What's behind lower tax refunds?

Tax refund checks may be smaller so far this year, but millions of Americans still can't wait to get that money in their hands. And the fastest way to do that is to file electronically and elect to have your refund direct deposited into your bank account.

But what happens if you don't have a bank account? You'll have to request your refund by paper check, wait longer to get it -- and then pay check-cashing fees.

Another problem: Lots of people would really benefit by having their taxes prepared by a pro, but they don't have the several hundred dollars to pay for these services up-front.

Tax preparation services firms, such as TurboTax, H&R Block and Jackson Hewitt have come up with solutions to these problems. They sell products and services that allow taxpayers without a bank account to receive fast tax refunds. And they offer the option to have your tax-prep fees debited from your refund.

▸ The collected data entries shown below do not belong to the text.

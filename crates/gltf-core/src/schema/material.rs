//! Metallic-roughness PBR materials.

use std::io;

use glam::{DVec3, DVec4};

use crate::error::Result;
use crate::object::{GltfObject, ObjectBase, RootObject};
use crate::parser::Parser;
use crate::root::GltfRoot;
use crate::schema::Texture;
use crate::table::{Handle, RootArray};
use crate::writer::Writer;

/// How the alpha channel is interpreted. Unrecognized modes are kept so they
/// can be written back; consumers treat them as opaque.
#[derive(Debug, Clone, PartialEq, Eq, Hash, Default)]
pub enum AlphaMode {
    #[default]
    Opaque,
    Mask,
    Blend,
    Other(String),
}

impl AlphaMode {
    pub fn from_name(name: &str) -> Self {
        match name {
            "OPAQUE" => AlphaMode::Opaque,
            "MASK" => AlphaMode::Mask,
            "BLEND" => AlphaMode::Blend,
            other => AlphaMode::Other(other.to_string()),
        }
    }

    pub fn name(&self) -> &str {
        match self {
            AlphaMode::Opaque => "OPAQUE",
            AlphaMode::Mask => "MASK",
            AlphaMode::Blend => "BLEND",
            AlphaMode::Other(name) => name,
        }
    }
}

/// Reference to a texture plus the texture coordinate set to sample it with.
///
/// `scale` applies to normal textures and `strength` to occlusion textures;
/// both default to 1.
#[derive(Debug, Clone)]
pub struct TextureInfo {
    pub texture: Option<Handle<Texture>>,
    pub tex_coord: usize,
    pub scale: f64,
    pub strength: f64,
    pub base: ObjectBase,
}

impl Default for TextureInfo {
    fn default() -> Self {
        TextureInfo {
            texture: None,
            tex_coord: 0,
            scale: 1.0,
            strength: 1.0,
            base: ObjectBase::default(),
        }
    }
}

impl GltfObject for TextureInfo {
    fn parse_property(&mut self, parser: &mut Parser<'_>, key: &str) -> Result<()> {
        match key {
            "index" => self.texture = Some(parser.parse_ref()?),
            "texCoord" => self.tex_coord = parser.parse_index()?,
            "scale" => self.scale = parser.parse_number()?,
            "strength" => self.strength = parser.parse_number()?,
            _ => return self.base.parse_property(parser, key),
        }
        Ok(())
    }

    fn write_properties(&self, w: &mut Writer<'_>) -> io::Result<()> {
        w.write_property("index", &self.texture)?;
        if self.tex_coord != 0 {
            w.write_property("texCoord", &self.tex_coord)?;
        }
        if self.scale != 1.0 {
            w.write_property("scale", &self.scale)?;
        }
        if self.strength != 1.0 {
            w.write_property("strength", &self.strength)?;
        }
        self.base.write_properties(w)
    }
}

fn parse_texture_info(parser: &mut Parser<'_>) -> Result<Option<TextureInfo>> {
    let mut info = TextureInfo::default();
    parser.parse_object(&mut info)?;
    Ok(Some(info))
}

#[derive(Debug, Clone)]
pub struct PbrMetallicRoughness {
    pub base_color_factor: DVec4,
    pub base_color_texture: Option<TextureInfo>,
    pub metallic_factor: f64,
    pub roughness_factor: f64,
    pub metallic_roughness_texture: Option<TextureInfo>,
    pub base: ObjectBase,
}

impl Default for PbrMetallicRoughness {
    fn default() -> Self {
        PbrMetallicRoughness {
            base_color_factor: DVec4::ONE,
            base_color_texture: None,
            metallic_factor: 1.0,
            roughness_factor: 1.0,
            metallic_roughness_texture: None,
            base: ObjectBase::default(),
        }
    }
}

impl PbrMetallicRoughness {
    pub fn is_default(&self) -> bool {
        self.base_color_factor == DVec4::ONE
            && self.base_color_texture.is_none()
            && self.metallic_factor == 1.0
            && self.roughness_factor == 1.0
            && self.metallic_roughness_texture.is_none()
            && self.base.is_empty()
    }
}

impl GltfObject for PbrMetallicRoughness {
    fn parse_property(&mut self, parser: &mut Parser<'_>, key: &str) -> Result<()> {
        match key {
            "baseColorFactor" => self.base_color_factor = parser.parse_vec4("baseColorFactor")?,
            "baseColorTexture" => self.base_color_texture = parse_texture_info(parser)?,
            "metallicFactor" => self.metallic_factor = parser.parse_number()?,
            "roughnessFactor" => self.roughness_factor = parser.parse_number()?,
            "metallicRoughnessTexture" => {
                self.metallic_roughness_texture = parse_texture_info(parser)?
            }
            _ => return self.base.parse_property(parser, key),
        }
        Ok(())
    }

    fn write_properties(&self, w: &mut Writer<'_>) -> io::Result<()> {
        if self.base_color_factor != DVec4::ONE {
            w.write_property("baseColorFactor", &self.base_color_factor)?;
        }
        w.write_property("baseColorTexture", &self.base_color_texture)?;
        if self.metallic_factor != 1.0 {
            w.write_property("metallicFactor", &self.metallic_factor)?;
        }
        if self.roughness_factor != 1.0 {
            w.write_property("roughnessFactor", &self.roughness_factor)?;
        }
        w.write_property("metallicRoughnessTexture", &self.metallic_roughness_texture)?;
        self.base.write_properties(w)
    }
}

#[derive(Debug, Default)]
pub struct Material {
    pub name: String,
    pub pbr_metallic_roughness: PbrMetallicRoughness,
    pub normal_texture: Option<TextureInfo>,
    pub occlusion_texture: Option<TextureInfo>,
    pub emissive_texture: Option<TextureInfo>,
    /// `None` when not given (black).
    pub emissive_factor: Option<DVec3>,
    pub alpha_mode: AlphaMode,
    /// `None` when not given (0.5).
    pub alpha_cutoff: Option<f64>,
    pub double_sided: bool,
    pub base: ObjectBase,
}

impl Material {
    pub fn alpha_cutoff_or_default(&self) -> f64 {
        self.alpha_cutoff.unwrap_or(0.5)
    }

    /// Every texture this material refers to.
    pub fn textures(&self) -> impl Iterator<Item = &Handle<Texture>> + '_ {
        [
            &self.pbr_metallic_roughness.base_color_texture,
            &self.pbr_metallic_roughness.metallic_roughness_texture,
            &self.normal_texture,
            &self.occlusion_texture,
            &self.emissive_texture,
        ]
        .into_iter()
        .filter_map(|info| info.as_ref().and_then(|info| info.texture.as_ref()))
    }
}

impl GltfObject for Material {
    fn parse_property(&mut self, parser: &mut Parser<'_>, key: &str) -> Result<()> {
        match key {
            "name" => self.name = parser.parse_string()?,
            "pbrMetallicRoughness" => parser.parse_object(&mut self.pbr_metallic_roughness)?,
            "normalTexture" => self.normal_texture = parse_texture_info(parser)?,
            "occlusionTexture" => self.occlusion_texture = parse_texture_info(parser)?,
            "emissiveTexture" => self.emissive_texture = parse_texture_info(parser)?,
            "emissiveFactor" => self.emissive_factor = Some(parser.parse_vec3("emissiveFactor")?),
            "alphaMode" => self.alpha_mode = AlphaMode::from_name(&parser.parse_string()?),
            "alphaCutoff" => self.alpha_cutoff = Some(parser.parse_number()?),
            "doubleSided" => self.double_sided = parser.parse_bool()?,
            _ => return self.base.parse_property(parser, key),
        }
        Ok(())
    }

    fn write_properties(&self, w: &mut Writer<'_>) -> io::Result<()> {
        if !self.pbr_metallic_roughness.is_default() {
            w.write_property("pbrMetallicRoughness", &self.pbr_metallic_roughness)?;
        }
        w.write_property("normalTexture", &self.normal_texture)?;
        w.write_property("occlusionTexture", &self.occlusion_texture)?;
        w.write_property("emissiveTexture", &self.emissive_texture)?;
        w.write_property("emissiveFactor", &self.emissive_factor)?;
        if self.alpha_mode != AlphaMode::Opaque {
            w.write_property("alphaMode", self.alpha_mode.name())?;
        }
        w.write_property("alphaCutoff", &self.alpha_cutoff)?;
        if self.double_sided {
            w.write_property("doubleSided", &true)?;
        }
        w.write_property("name", &self.name)?;
        self.base.write_properties(w)
    }
}

impl RootObject for Material {
    const TYPE_NAME: &'static str = "Material";

    fn name(&self) -> &str {
        &self.name
    }

    fn set_name(&mut self, name: String) {
        self.name = name;
    }

    fn table(root: &GltfRoot) -> &RootArray<Self> {
        &root.materials
    }

    fn table_mut(root: &mut GltfRoot) -> &mut RootArray<Self> {
        &mut root.materials
    }

    fn summary(&self) -> String {
        let mut parts = vec![self.alpha_mode.name().to_string()];
        if self.double_sided {
            parts.push("double-sided".to_string());
        }
        parts.join(", ")
    }
}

While these tax refund products do have benefits, they also can entail additional fees, and they don't really result in getting your tax refund sooner. Here's a brief rundown what's available.

TurboTax

TurboTax offers a few products to help get your refund quickly. First, it lets you have any TurboTax fees directly deducted from your federal tax refund. But it'll cost you about $40. You're better off using a credit or debit card, or use cash, to pay the fees.

It also offers a no-fee loan that's paid off when your refund is processed. Loan amounts range from $250 to $1,000, depending on the amount of your anticipated refund and other factors. The loan is directly deposited onto a Turbo Prepaid Visa Card. When your tax refund arrives, it's used to first pay off the loan, and the remaining funds stay on the card.

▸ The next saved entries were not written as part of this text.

//! Property-Based Tests
//!
//! URI escaping, number round trips, version strings and accessor sizing.

use gltf_core::uri::{encode, percent_decode};
use gltf_core::{
    check_version, Accessor, AccessorType, ComponentType, GltfRoot, Parser, WriteOptions, Writer,
};
use proptest::prelude::*;

fn parse_number(text: &str) -> f64 {
    let mut root = GltfRoot::new();
    let mut input = text.as_bytes();
    let mut parser = Parser::new(&mut input, &mut root, "");
    parser.parse_number().unwrap()
}

fn write_number(value: f64) -> String {
    let mut out = Vec::new();
    Writer::new(&mut out, WriteOptions::compact())
        .write_number(value)
        .unwrap();
    String::from_utf8(out).unwrap()
}

fn read_document(json: &str) -> GltfRoot {
    let mut root = GltfRoot::new();
    root.read(&mut json.as_bytes()).unwrap();
    root
}

fn write_document(root: &GltfRoot) -> String {
    let mut out = Vec::new();
    root.write_gltf(&mut out, WriteOptions::json(2)).unwrap();
    String::from_utf8(out).unwrap()
}

proptest! {
    #[test]
    fn proptest_encode_then_decode(text in "\\PC{0,40}") {
        let encoded = encode(&text);
        prop_assert!(encoded.bytes().all(|b| b.is_ascii_alphanumeric() || b"_,.-/%".contains(&b)));
        prop_assert_eq!(percent_decode(encoded.as_bytes()), text.as_bytes().to_vec());
    }

    #[test]
    fn proptest_integers_survive_writer_and_parser(n in -9_007_199_254_740_991i64..9_007_199_254_740_991i64) {
        let value = n as f64;
        let text = write_number(value);
        prop_assert!(!text.contains('.'));
        prop_assert_eq!(parse_number(&text), value);
    }

    #[test]
    fn proptest_finite_numbers_survive_writer_and_parser(
        value in prop::num::f64::NORMAL | prop::num::f64::SUBNORMAL | prop::num::f64::ZERO,
    ) {
        prop_assert_eq!(parse_number(&write_number(value)), value);
    }

    #[test]
    fn proptest_document_numbers_rewrite_identically(
        values in prop::array::uniform3(prop::num::f64::NORMAL | prop::num::f64::SUBNORMAL | prop::num::f64::ZERO),
    ) {
        let json = format!(
            r#"{{"asset":{{"version":"2.0"}},"nodes":[{{"translation":[{:e},{:e},{:e}]}}]}}"#,
            values[0], values[1], values[2]
        );
        let first = read_document(&json);
        let translation = first.nodes.at(0).unwrap().translation.unwrap();
        prop_assert_eq!(translation.to_array(), values);

        let written = write_document(&first);
        let rewritten = write_document(&read_document(&written));
        prop_assert_eq!(written, rewritten);
    }

    #[test]
    fn proptest_version_strings(major in 0u32..100, minor in 0u32..100, junk in "[a-z]{1,3}") {
        let valid = format!("{}.{}", major, minor);
        let major_only = format!("{}", major);
        let trailing_junk = format!("{}.{}{}", major, minor, junk);
        let leading_junk = format!("{}{}.{}", junk, major, minor);
        prop_assert!(check_version(&valid).is_ok());
        prop_assert!(check_version(&major_only).is_err());
        prop_assert!(check_version(&trailing_junk).is_err());
        prop_assert!(check_version(&leading_junk).is_err());
    }

    #[test]
    fn proptest_accessor_sizing(
        component in prop::sample::select(ComponentType::ALL.to_vec()),
        kind in prop::sample::select(AccessorType::ALL.to_vec()),
        count in 0usize..10_000,
    ) {
        let accessor = Accessor {
            component_type: component,
            accessor_type: kind,
            count,
            ..Default::default()
        };
        prop_assert_eq!(accessor.element_size(), component.size() * kind.num_components());
        prop_assert_eq!(accessor.data_size(), accessor.element_size() * count);
        prop_assert!(matches!(accessor.component_size(), 1 | 2 | 4));
    }
}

According to the TurboTax website, you must be 18 or older, expect a tax refund of $1,000 or more, and prepare and electronically file your tax returns with TurboTax. A few other requirements also apply. Those without a bank account can use the card to withdraw the cash on it at thousands of no-fee ATMs in all 50 states.   

But additional fees may apply when using the card for purchases, withdrawals or reloading the card with additional cash or replacing a lost or stolen card. This product is designed for people who don't have a bank account and really need their tax refund immediately. For such people it's a better option than getting a paper check.

H&R Block

H&R Block also offers a similar no-fee loan product called Refund Advance, which deposits your refund onto Block's Emerald Prepaid MasterCard. It's a 0 percent loan with no finance charges or fees. The maximum loan limit is a more generous $3,000.

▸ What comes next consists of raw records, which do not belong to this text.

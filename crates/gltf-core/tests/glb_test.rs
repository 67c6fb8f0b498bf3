//! GLB container tests

use byteorder::{LittleEndian, WriteBytesExt};
use gltf_core::{GltfError, GltfRoot, WriteOptions};

fn sample_root() -> GltfRoot {
    let mut root = GltfRoot::new();
    root.read(
        &mut r#"{
            "buffers": [{"byteLength": 7}],
            "bufferViews": [{"buffer": 0, "byteLength": 7}],
            "images": [{"bufferView": 0, "mimeType": "image/png"}]
        }"#
        .as_bytes(),
    )
    .unwrap();
    root.buffers.at_mut(0).unwrap().data = b"payload".to_vec();
    root
}

#[test]
fn test_glb_roundtrip() {
    let root = sample_root();
    let mut glb = Vec::new();
    root.write_glb(&mut glb).unwrap();
    assert_eq!(&glb[0..4], b"glTF");

    let mut back = GltfRoot::new();
    back.read(&mut glb.as_slice()).unwrap();
    assert_eq!(back.buffers.at(0).unwrap().data, b"payload");

    let image = back.images.at(0).unwrap();
    assert_eq!(image.open_read(&back).unwrap(), b"payload");
    assert_eq!(image.mime_type, "image/png");
}

#[test]
fn test_glb_without_binary_chunk() {
    let mut root = GltfRoot::new();
    root.nodes.create("only");
    let mut glb = Vec::new();
    root.write_glb(&mut glb).unwrap();

    let mut back = GltfRoot::new();
    back.read(&mut glb.as_slice()).unwrap();
    assert_eq!(back.nodes.at(0).unwrap().name, "only");
}

#[test]
fn test_glb_json_matches_compact_writer() {
    let root = sample_root();
    let mut glb = Vec::new();
    root.write_glb(&mut glb).unwrap();
    let json_length = u32::from_le_bytes([glb[12], glb[13], glb[14], glb[15]]) as usize;
    let chunk = std::str::from_utf8(&glb[20..20 + json_length]).unwrap();

    let mut compact = Vec::new();
    root.write_gltf(&mut compact, WriteOptions::compact()).unwrap();
    assert_eq!(chunk.trim_end(), std::str::from_utf8(&compact).unwrap());
}

#[test]
fn test_glb_binary_chunk_too_small() {
    let json = br#"{"buffers":[{"byteLength":8}]}  "#;
    let mut glb = Vec::new();
    let total = 12 + 8 + json.len() + 8 + 4;
    glb.write_u32::<LittleEndian>(0x4654_6C67).unwrap();
    glb.write_u32::<LittleEndian>(2).unwrap();
    glb.write_u32::<LittleEndian>(total as u32).unwrap();
    glb.write_u32::<LittleEndian>(json.len() as u32).unwrap();
    glb.write_u32::<LittleEndian>(0x4E4F_534A).unwrap();
    glb.extend_from_slice(json);
    glb.write_u32::<LittleEndian>(4).unwrap();
    glb.write_u32::<LittleEndian>(0x004E_4942).unwrap();
    glb.extend_from_slice(&[1, 2, 3, 4]);

    let mut root = GltfRoot::new();
    assert!(matches!(
        root.read(&mut glb.as_slice()),
        Err(GltfError::InvalidGlb(_))
    ));
}

#[test]
fn test_glb_with_uri_buffer_ignores_binary_chunk() {
    let mut root = GltfRoot::new();
    root.read(&mut r#"{"buffers":[{"byteLength":3,"uri":"data:,abc"}]}"#.as_bytes())
        .unwrap();
    let mut glb = Vec::new();
    root.write_glb(&mut glb).unwrap();
    let length = u32::from_le_bytes([glb[8], glb[9], glb[10], glb[11]]) as usize;
    let json_length = u32::from_le_bytes([glb[12], glb[13], glb[14], glb[15]]) as usize;
    assert_eq!(length, 20 + json_length);
}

Also, if you use the H&R Block suite of tax-prep services, you can elect to pay the fees from your refund using what's called Refund Transfer. Block sets up an account to receive your refund and when it's deposited, the company's fees are deducted from the account. Block charges about $40 for this convenience. Again, that's expensive, and the better option is to pay the fees by using your own debit or credit card.

H&R Block also offers to pay your tax refund (collected in the above-mentioned account) to you via a paper check, for an additional $25 fee. Either way, you can expect to receive your refund in about 21 days -- about same amount of time it takes to receive a refund directly deposited from the IRS.  

Jackson Hewitt

Jackson Hewitt also offers a similar no-fee loan that's paid off when your refund arrives. Its maximum loan amount is $3,500, which is more than H&R Block and TurboTax.

The firm also gives clients the option to receive a refund on an American Express Serve Card. This offers similar benefits as the other tax refund cards and comes with no fees and no minimum balance requirements.

Jackson Hewitt claims you could get your refund deposited on the American Express Serve Card up to two days faster than automatic deposit into your bank account. That's because of American Express' practice of adding money to the Serve card when it gets notification of a pending IRS refund deposit. Most banks make your refund money available only after it has been received.

Overall, it's a pretty good deal. Just be mindful that unless you make a larger initial deposit, you may be hit with a fee every month the card is active.